Все ждали и надеялись на скорый отъезд, война откатывалась все дальше. Можно было ехать в Москву и Ленинград, но необходим был вызов, так как города были еще закрыты. Надежда Яковлевна не надеется на вызов, очень тоскует в ожидании ее отъезда. Но он будет постоянно откладываться – из-за очередных болезней Ахматовой. В августе 1943 года, сразу после отъезда Пунина, который ненадолго заезжал в Ташкент, она неожиданно заболела детской болезнью – скарлатиной. И как это с ней бывало, тяжело.
Ахматова заболела скарлатиной, и шлейф из дам около ее дома исчез, – вспоминала Татьяна Луговская. – Я скарлатиной болела в детстве. Я скарлатины не боялась и из-за этого перестала бояться и Ахматову. Каждый вечер в назначенный час, когда темнело, Надя Мандельштам кричала сверху:
“Танюшо-о-ок!” Я снизу басом: “Надюшо-о-ок!” После этой переклички я отправлялась на балахану. Свет не горел. Электричество было в это время выключено, в комнате горела коптилка, ничего не было видно, мерцающий свет и тень клубились в комнате. Анна Андреевна лежала одетая на раскладушке. Темнота страшно ободряла, темнота скрывала ее строгие глаза и давала мне свободу. Не помню, что я рассказывала, помню только, что очень много смеялись. Несмешливая Анна Андреевна тоже смеялась[458].

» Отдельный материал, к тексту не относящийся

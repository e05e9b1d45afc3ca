#![forbid(unsafe_code)]
#![warn(missing_docs)]
#![deny(clippy::unwrap_used)]

//! Starts plugin executables and speaks the plugin protocol with them.
//!
//! [`load`] spawns the command with piped stdin and stdout, inherits
//! stderr, asks the process for its metadata and wraps it according to the
//! announced role. The returned [`HostedPlugin`] behaves like an in-process
//! plugin: one generation request, after which the process is shut down.

pub mod process;

use std::process::{ExitStatus, Stdio};
use std::sync::Arc;

use plugins::{HostedPlugin, PluginRole, RLogger, DEBUG_ENV};
pub use process::{ProcessGenerator, ProcessProcessor, EXIT_GRACE};
use process::{PluginProcess, ProcessPlugin};
use tokio::process::{Child, Command};
use tokio::sync::Mutex;
use tracing::debug;
use transport::{
    GeneratorCommunication, GeneratorMessage, GeneratorSignal, PluginSignal, SignalIdGenerator, TransportError,
};

/// Result alias for loading plugins.
pub type Result<T> = std::result::Result<T, LoaderError>;

/// Errors raised while starting a plugin process.
#[derive(Debug, thiserror::Error)]
pub enum LoaderError {
    /// The command line has no program.
    #[error("Empty plugin command")]
    EmptyCommand,

    /// The program could not be started.
    #[error("Failed to start plugin `{command}`: {source}")]
    Spawn {
        /// Command line.
        command: String,
        /// Cause.
        #[source]
        source: std::io::Error,
    },

    /// The process exited before completing the handshake.
    #[error("Plugin `{command}` exited with {status} during the handshake: {reason}")]
    Exited {
        /// Command line.
        command: String,
        /// Exit status of the process.
        status: ExitStatus,
        /// What was going on when it exited.
        reason: String,
    },

    /// The process answered the metadata request with something else.
    #[error("Plugin `{command}` failed the handshake: {reason}")]
    Handshake {
        /// Command line.
        command: String,
        /// What went wrong.
        reason: String,
    },
}

impl LoaderError {
    /// Command line of the failing plugin, if one was given.
    pub fn command(&self) -> Option<&str> {
        match self {
            LoaderError::EmptyCommand => None,
            LoaderError::Spawn { command, .. }
            | LoaderError::Exited { command, .. }
            | LoaderError::Handshake { command, .. } => Some(command),
        }
    }
}

/// Starts `command` and performs the metadata handshake.
///
/// `logger` receives debug records about the process and any records the
/// plugin logs before its metadata. It also decides whether the plugin runs
/// with debug logging enabled.
pub async fn load(command: &[String], logger: Arc<dyn RLogger>) -> Result<HostedPlugin> {
    let (program, args) = command.split_first().ok_or(LoaderError::EmptyCommand)?;
    let command_line = command.join(" ");

    let mut cmd = Command::new(program);
    cmd.args(args).stdin(Stdio::piped()).stdout(Stdio::piped()).stderr(Stdio::inherit()).kill_on_drop(true);
    if logger.is_debug_enabled() {
        cmd.env(DEBUG_ENV, "1");
    }
    let mut child =
        cmd.spawn().map_err(|source| LoaderError::Spawn { command: command_line.clone(), source })?;
    let pid = child.id();
    logger.debug(&format!("Process for `{}` started with PID {:?}.", command_line, pid)).await;

    let (stdin, stdout) = match (child.stdin.take(), child.stdout.take()) {
        (Some(stdin), Some(stdout)) => (stdin, stdout),
        _ => {
            return Err(LoaderError::Handshake {
                command: command_line,
                reason: "process stdio is not piped".to_string(),
            })
        }
    };
    let mut channel = GeneratorCommunication::new(stdout, stdin, command_line.clone());
    let ids = SignalIdGenerator::new();

    let request = GeneratorMessage { id: ids.next_id(), signal: GeneratorSignal::FetchMetadata };
    if let Err(err) = channel.send(&request).await {
        let closed = matches!(err, TransportError::Io(_));
        return Err(handshake_failure(&mut child, &command_line, err.to_string(), closed).await);
    }
    let meta = loop {
        match channel.receive().await {
            Ok(Some(message)) => match message.signal {
                PluginSignal::SendMetaInformation(meta) => break meta,
                PluginSignal::LogMessage { message, level } => logger.log(level, &message).await,
                other => {
                    let reason = format!("expected SendMetaInformation, got {}", other.kind());
                    return Err(handshake_failure(&mut child, &command_line, reason, false).await);
                }
            },
            Ok(None) => {
                let reason = "output closed before metadata was sent".to_string();
                return Err(handshake_failure(&mut child, &command_line, reason, true).await);
            }
            Err(err) => return Err(handshake_failure(&mut child, &command_line, err.to_string(), false).await),
        }
    };
    debug!(plugin = %meta.name, role = ?meta.role, command = %command_line, "Plugin loaded");

    let role = meta.role;
    let plugin = ProcessPlugin {
        meta,
        command: command_line,
        pid,
        ids,
        system_logger: logger,
        process: Mutex::new(Some(PluginProcess { child, channel })),
    };
    Ok(match role {
        PluginRole::Generator => HostedPlugin::Generator(Box::new(ProcessGenerator(plugin))),
        PluginRole::Processor => HostedPlugin::Processor(Box::new(ProcessProcessor(plugin))),
    })
}

/// Starts every command concurrently. Fails with the first error; the
/// processes already started are killed when their handles drop.
pub async fn load_all(commands: &[Vec<String>], logger: Arc<dyn RLogger>) -> Result<Vec<HostedPlugin>> {
    futures::future::try_join_all(commands.iter().map(|command| load(command, Arc::clone(&logger)))).await
}

async fn handshake_failure(child: &mut Child, command: &str, reason: String, closed: bool) -> LoaderError {
    let status = if closed {
        tokio::time::timeout(EXIT_GRACE, child.wait()).await.ok().and_then(|status| status.ok())
    } else {
        child.try_wait().ok().flatten()
    };
    match status {
        Some(status) => LoaderError::Exited { command: command.to_string(), status, reason },
        None => LoaderError::Handshake { command: command.to_string(), reason },
    }
}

Татьяна Луговская после отъезда Елены Сергеевны жила вместе с братом на Жуковской. Во дворе их оставалось уже совсем немного. Ахматова снова заболела – на этот раз ангиной. Шла третья ташкентская осень – последняя. Весной 1944 года Анна Андреевна покинула город.
Уже в Ленинграде Ахматова записала в своих дневниках:
В Ташкенте я впервые узнала, что такое палящий жар, древесная тень и звук воды. А еще я узнала, что такое человеческая доброта: я много и тяжело болела[459].